Twitter Users Hit Once Again, This Time With Rogue Anti-virus Scam

Twitter users over the weekend were the target of a scam that tried to infect them with rogue anti-virus software and other malware, in what is one of the first times the micro-blogging site has been hit by a known for-profit attack, a security researcher said.

The problem started after a flurry of tweets directed users to a website promising “Best Video.” The site appeared to offer content from YouTube, but behind the scenes, the site delivered a PDF document designed to infect those using vulnerable versions of Adobe’s Reader program. Victims then received an urgent warning that their systems were infected and needed to cleaned using fraudulent security software. The scam promoted a piece of rogue anti-virus software dubbed “System Security.”

“This attack is very significant,” Kaspersky researcher Roel Schouwenberg says. “It would seem that at least one criminal group is now exploring the distribution of for-profit on Twitter. If the trends we’ve seen on other social platforms are any indicator for Twitter then we can only expect an increase in attacks.”

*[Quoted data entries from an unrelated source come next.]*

//! Transport layer for the vendor streaming endpoint
//!
//! Endpoint parsing, the TLS session client, subscription payloads and the
//! negotiation state machine.

pub mod endpoint;
pub mod handshake;
pub mod negotiator;
pub mod tls;

pub use endpoint::{EndpointError, EndpointReference, Scheme};
pub use handshake::HandshakeCandidate;
pub use negotiator::{
    NegotiationFailed, NegotiationOutcome, NegotiationReport, Negotiated, Negotiator,
    NegotiatorConfig,
};
pub use tls::{Connector, TlsConnector, Transport, TransportError};
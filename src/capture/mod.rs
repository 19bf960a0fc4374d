//! Frame extraction
//!
//! Turns relayed byte streams into discrete JPEG frames for delivery.

pub mod demuxer;
pub mod frame;
pub mod queue;

pub use demuxer::{DemuxError, FrameDemuxer};
pub use frame::{Frame, FrameSource, FrameStats};
pub use queue::FrameQueue;
//! Live-view delivery
//!
//! Chooses how frames for a camera are sourced (standard relay, negotiated
//! relay or snapshot fallback) and exposes one pull interface for all of them.

pub mod hasher;
pub mod selector;
pub mod session;
pub mod snapshot;
pub mod transcoder;

pub use selector::{FrameStream, LiveView, StreamConfig, StreamError, Strategy};
pub use session::RelaySession;
pub use snapshot::{SnapshotConfig, SnapshotPoller};
pub use transcoder::{FfmpegSpawner, TranscoderConfig, TranscoderHandle, TranscoderSpawner};

use crate::capture::DemuxError;
use std::time::Duration;
use thiserror::Error;

#[derive(Debug, Clone, PartialEq, Eq, Error)]
pub enum RelayError {
    #[error("failed to spawn transcoder {0}: {1}")]
    Spawn(String, String),
    #[error("transcoder produced no output for {0:?}")]
    Stalled(Duration),
    #[error("relay exhausted: {0}")]
    Exhausted(String),
    #[error("transcoder read failed: {0}")]
    Io(String),
    #[error("failed to expose negotiated stream: {0}")]
    Expose(String),
    #[error(transparent)]
    Demux(#[from] DemuxError),
}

Twitter representatives said Saturday they had contained the problem after temporarily suspending accounts that had been compromised. No confidential information was intercepted, they added.

The high volume of posts on Twitter that encourage readers to follow obscured links to audio, video, and other content has created a click-first-ask-questions-later culture on the micro-blogging site that’s ideal for drive-by attacks. And yet, this weekend’s attack is one of the few to target Twitter users with exploits that install malware.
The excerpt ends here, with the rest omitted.